» **DIRECTIONS**:
Would you show every line from the records that holds "contains"?

Collected data:
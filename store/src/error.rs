use thiserror::Error;

/// Failures surfaced by any wallet store backend.
#[derive(Debug, Error)]
pub enum StoreError {
    #[error("not found in wallet store: {0}")]
    NotFound(String),

    #[error("store backend failure: {0}")]
    Backend(String),

    #[error("record encoding failed: {0}")]
    Serialization(String),

    #[error("wallet store is corrupted: {0}")]
    Corruption(String),

    /// A sync batch or write that would break account/output/transaction
    /// consistency. Nothing from it was applied.
    #[error("inconsistent write rejected: {0}")]
    Inconsistent(String),
}

impl StoreError {
    pub fn is_not_found(&self) -> bool {
        matches!(self, StoreError::NotFound(_))
    }
}
//! Output records, filters and their storage trait.

use std::collections::BTreeSet;

use serde::{Deserialize, Serialize};
use tessera_types::{Address, Bip44, Output, OutputId, OutputKind, Timestamp, TransactionId};

use crate::StoreError;

/// An output known to an account.
#[derive(Clone, Debug, PartialEq, Eq, Serialize, Deserialize)]
pub struct OutputRecord {
    pub output_id: OutputId,
    pub output: Output,
    /// The account address the output was found on.
    pub address: Address,
    /// Derivation chain of `address`, absent for outputs owned through an alias or NFT.
    pub chain: Option<Bip44>,
    pub is_spent: bool,
    pub spent_by: Option<TransactionId>,
    /// Created by this wallet as change.
    pub remainder: bool,
    pub network_id: u64,
    pub booked_at: Timestamp,
}

impl OutputRecord {
    pub fn amount(&self) -> u64 {
        self.output.amount()
    }

    pub fn kind(&self) -> OutputKind {
        self.output.kind()
    }
}

#[derive(Clone, Copy, Debug, Default, PartialEq, Eq, Serialize, Deserialize)]
pub enum SpentFilter {
    #[default]
    Unspent,
    Spent,
    All,
}

/// Selects outputs by partition, kind and id.
#[derive(Clone, Debug, Default, PartialEq, Eq, Serialize, Deserialize)]
pub struct OutputFilter {
    pub spent: SpentFilter,
    pub kinds: Option<Vec<OutputKind>>,
    pub output_ids: Option<BTreeSet<OutputId>>,
}

impl OutputFilter {
    pub fn unspent() -> Self {
        Self::default()
    }

    pub fn spent() -> Self {
        Self {
            spent: SpentFilter::Spent,
            ..Self::default()
        }
    }

    pub fn all() -> Self {
        Self {
            spent: SpentFilter::All,
            ..Self::default()
        }
    }

    pub fn with_kinds(mut self, kinds: Vec<OutputKind>) -> Self {
        self.kinds = Some(kinds);
        self
    }

    pub fn with_ids(mut self, ids: impl IntoIterator<Item = OutputId>) -> Self {
        self.output_ids = Some(ids.into_iter().collect());
        self
    }

    pub fn includes_unspent(&self) -> bool {
        self.spent != SpentFilter::Spent
    }

    pub fn includes_spent(&self) -> bool {
        self.spent != SpentFilter::Unspent
    }

    pub fn matches(&self, record: &OutputRecord) -> bool {
        let partition = if record.is_spent {
            self.includes_spent()
        } else {
            self.includes_unspent()
        };
        partition
            && self.kinds.as_ref().map_or(true, |k| k.contains(&record.kind()))
            && self
                .output_ids
                .as_ref()
                .map_or(true, |ids| ids.contains(&record.output_id))
    }
}

pub trait OutputStore {
    /// Look an output up in either partition.
    fn get_output(&self, account: u32, output_id: &OutputId) -> Result<OutputRecord, StoreError>;

    /// Insert or replace an output by id.
    ///
    /// An output already in the spent partition stays spent: the call is a no-op.
    fn upsert_output(&self, account: u32, record: &OutputRecord) -> Result<(), StoreError>;

    /// Move an unspent output into the spent partition.
    ///
    /// Marking an already spent output is a no-op. An unknown id is `NotFound`.
    fn mark_output_spent(
        &self,
        account: u32,
        output_id: &OutputId,
        spent_by: TransactionId,
    ) -> Result<(), StoreError>;

    /// Matching outputs ordered by output id.
    fn get_outputs(&self, account: u32, filter: &OutputFilter) -> Result<Vec<OutputRecord>, StoreError>;
}
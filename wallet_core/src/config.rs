//! Wallet configuration with TOML file support.

use serde::{Deserialize, Serialize};
use std::path::{Path, PathBuf};

use tessera_client::ClientOptions;
use tessera_utils::{init_logging, LogFormat, LoggingError};

use crate::error::WalletError;
use crate::transaction::RemainderStrategy;

/// Configuration for a wallet.
///
/// Can be loaded from a TOML file via [`WalletConfig::from_toml_file`] or
/// built programmatically (e.g. for tests). The wallet persists it in the
/// store so a reopened wallet keeps its client options.
#[derive(Clone, Debug, PartialEq, Eq, Serialize, Deserialize)]
pub struct WalletConfig {
    /// Directory of the LMDB environment.
    #[serde(default = "default_storage_path")]
    pub storage_path: PathBuf,

    /// BIP44 coin type used for every derivation path.
    #[serde(default = "default_coin_type")]
    pub coin_type: u32,

    #[serde(default)]
    pub client: ClientOptions,

    #[serde(default)]
    pub sync: SyncOptions,

    #[serde(default = "default_background_sync_interval_secs")]
    pub background_sync_interval_secs: u64,

    /// Idle time after which a cached vault password is cleared.
    #[serde(default = "default_password_timeout_secs")]
    pub password_timeout_secs: u64,

    /// How long to wait for a hardware device to sign.
    #[serde(default = "default_signing_timeout_secs")]
    pub signing_timeout_secs: u64,

    #[serde(default)]
    pub remainder_strategy: RemainderStrategy,

    #[serde(default)]
    pub log_format: LogFormat,

    #[serde(default = "default_log_level")]
    pub log_level: String,
}

/// Options for one sync cycle.
#[derive(Clone, Debug, PartialEq, Eq, Serialize, Deserialize)]
pub struct SyncOptions {
    /// First public address index to scan.
    #[serde(default)]
    pub address_start_index: u32,

    /// Consecutive unused addresses after which scanning stops.
    #[serde(default = "default_address_gap_limit")]
    pub address_gap_limit: u32,

    /// Consecutive empty accounts after which recovery stops.
    #[serde(default = "default_account_gap_limit")]
    pub account_gap_limit: u32,

    #[serde(default = "default_true")]
    pub sync_pending_transactions: bool,

    #[serde(default = "default_true")]
    pub sync_incoming_transactions: bool,

    #[serde(default = "default_true")]
    pub automatic_output_consolidation: bool,

    #[serde(default = "default_output_consolidation_threshold")]
    pub output_consolidation_threshold: usize,

    /// Resubmit a pending transaction once its last broadcast is this old.
    #[serde(default = "default_pending_retry_after_secs")]
    pub pending_retry_after_secs: u64,

    /// A sync within this interval of the previous one returns the cached balance.
    #[serde(default = "default_min_sync_interval_ms")]
    pub min_sync_interval_ms: u64,

    #[serde(default)]
    pub force_syncing: bool,
}

// ── Defaults ───────────────────────────────────────────────────────────

fn default_storage_path() -> PathBuf {
    PathBuf::from("./tessera_wallet")
}

fn default_coin_type() -> u32 {
    4219
}

fn default_background_sync_interval_secs() -> u64 {
    7
}

fn default_password_timeout_secs() -> u64 {
    300
}

fn default_signing_timeout_secs() -> u64 {
    120
}

fn default_log_level() -> String {
    "info".to_string()
}

fn default_true() -> bool {
    true
}

fn default_address_gap_limit() -> u32 {
    20
}

fn default_account_gap_limit() -> u32 {
    3
}

fn default_output_consolidation_threshold() -> usize {
    100
}

fn default_pending_retry_after_secs() -> u64 {
    30
}

fn default_min_sync_interval_ms() -> u64 {
    1000
}

// ── Impl ───────────────────────────────────────────────────────────────

impl WalletConfig {
    /// Load configuration from a TOML file.
    pub fn from_toml_file(path: &Path) -> Result<Self, WalletError> {
        let content =
            std::fs::read_to_string(path).map_err(|e| WalletError::Config(e.to_string()))?;
        Self::from_toml_str(&content)
    }

    /// Parse configuration from a TOML string.
    pub fn from_toml_str(s: &str) -> Result<Self, WalletError> {
        toml::from_str(s).map_err(|e| WalletError::Config(e.to_string()))
    }

    /// Serialize the configuration to a TOML string.
    pub fn to_toml_string(&self) -> Result<String, WalletError> {
        toml::to_string_pretty(self).map_err(|e| WalletError::Config(e.to_string()))
    }

    /// Install the global tracing subscriber described by `log_format` and `log_level`.
    ///
    /// An already installed subscriber is left in place.
    pub fn init_logging(&self) -> Result<(), WalletError> {
        match init_logging(self.log_format, &self.log_level) {
            Ok(()) | Err(LoggingError::AlreadyInitialized(_)) => Ok(()),
            Err(e) => Err(WalletError::Config(e.to_string())),
        }
    }
}

impl Default for WalletConfig {
    fn default() -> Self {
        Self {
            storage_path: default_storage_path(),
            coin_type: default_coin_type(),
            client: ClientOptions::default(),
            sync: SyncOptions::default(),
            background_sync_interval_secs: default_background_sync_interval_secs(),
            password_timeout_secs: default_password_timeout_secs(),
            signing_timeout_secs: default_signing_timeout_secs(),
            remainder_strategy: RemainderStrategy::default(),
            log_format: LogFormat::default(),
            log_level: default_log_level(),
        }
    }
}

impl Default for SyncOptions {
    fn default() -> Self {
        Self {
            address_start_index: 0,
            address_gap_limit: default_address_gap_limit(),
            account_gap_limit: default_account_gap_limit(),
            sync_pending_transactions: true,
            sync_incoming_transactions: true,
            automatic_output_consolidation: true,
            output_consolidation_threshold: default_output_consolidation_threshold(),
            pending_retry_after_secs: default_pending_retry_after_secs(),
            min_sync_interval_ms: default_min_sync_interval_ms(),
            force_syncing: false,
        }
    }
}

#[cfg(test)]
mod tests {
    use super::*;

    #[test]
    fn default_config_round_trips_through_toml() {
        let config = WalletConfig::default();
        let toml_str = config.to_toml_string().unwrap();
        let parsed = WalletConfig::from_toml_str(&toml_str).unwrap();
        assert_eq!(parsed, config);
    }

    #[test]
    fn empty_toml_yields_defaults() {
        let config = WalletConfig::from_toml_str("").unwrap();
        assert_eq!(config.background_sync_interval_secs, 7);
        assert_eq!(config.password_timeout_secs, 300);
        assert_eq!(config.signing_timeout_secs, 120);
        assert_eq!(config.sync.address_gap_limit, 20);
        assert_eq!(config.sync.account_gap_limit, 3);
        assert_eq!(config.sync.output_consolidation_threshold, 100);
        assert_eq!(config.remainder_strategy, RemainderStrategy::ReuseFirstAddress);
        assert_eq!(config.client.request_timeout_secs, 30);
    }

    #[test]
    fn partial_toml_overrides_only_given_fields() {
        let config = WalletConfig::from_toml_str(
            r#"
            coin_type = 1
            log_format = "json"

            [client]
            nodes = ["http://node-a:14265", "http://node-b:14265"]

            [sync]
            address_gap_limit = 5
            force_syncing = true
            "#,
        )
        .unwrap();
        assert_eq!(config.coin_type, 1);
        assert_eq!(config.log_format, LogFormat::Json);
        assert_eq!(config.client.nodes.len(), 2);
        assert_eq!(config.sync.address_gap_limit, 5);
        assert!(config.sync.force_syncing);
        assert!(config.sync.sync_pending_transactions);
        assert_eq!(config.sync.pending_retry_after_secs, 30);
    }

    #[test]
    fn malformed_toml_is_config_error() {
        let err = WalletConfig::from_toml_str("coin_type = \"many\"").unwrap_err();
        assert!(matches!(err, WalletError::Config(_)));
    }

    #[test]
    fn config_file_loads() {
        let dir = tempfile::tempdir().unwrap();
        let path = dir.path().join("wallet.toml");
        std::fs::write(&path, "password_timeout_secs = 60\n").unwrap();
        let config = WalletConfig::from_toml_file(&path).unwrap();
        assert_eq!(config.password_timeout_secs, 60);
        assert!(WalletConfig::from_toml_file(&dir.path().join("missing.toml")).is_err());
    }

    #[test]
    fn logging_init_tolerates_repeat_calls() {
        let config = WalletConfig::default();
        config.init_logging().unwrap();
        config.init_logging().unwrap();
    }
}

» **COMPLETED TASK**:
            && self.kinds.as_ref().map_or(true, |k| k.contains(&record.kind()))
                .map_or(true, |ids| ids.contains(&record.output_id))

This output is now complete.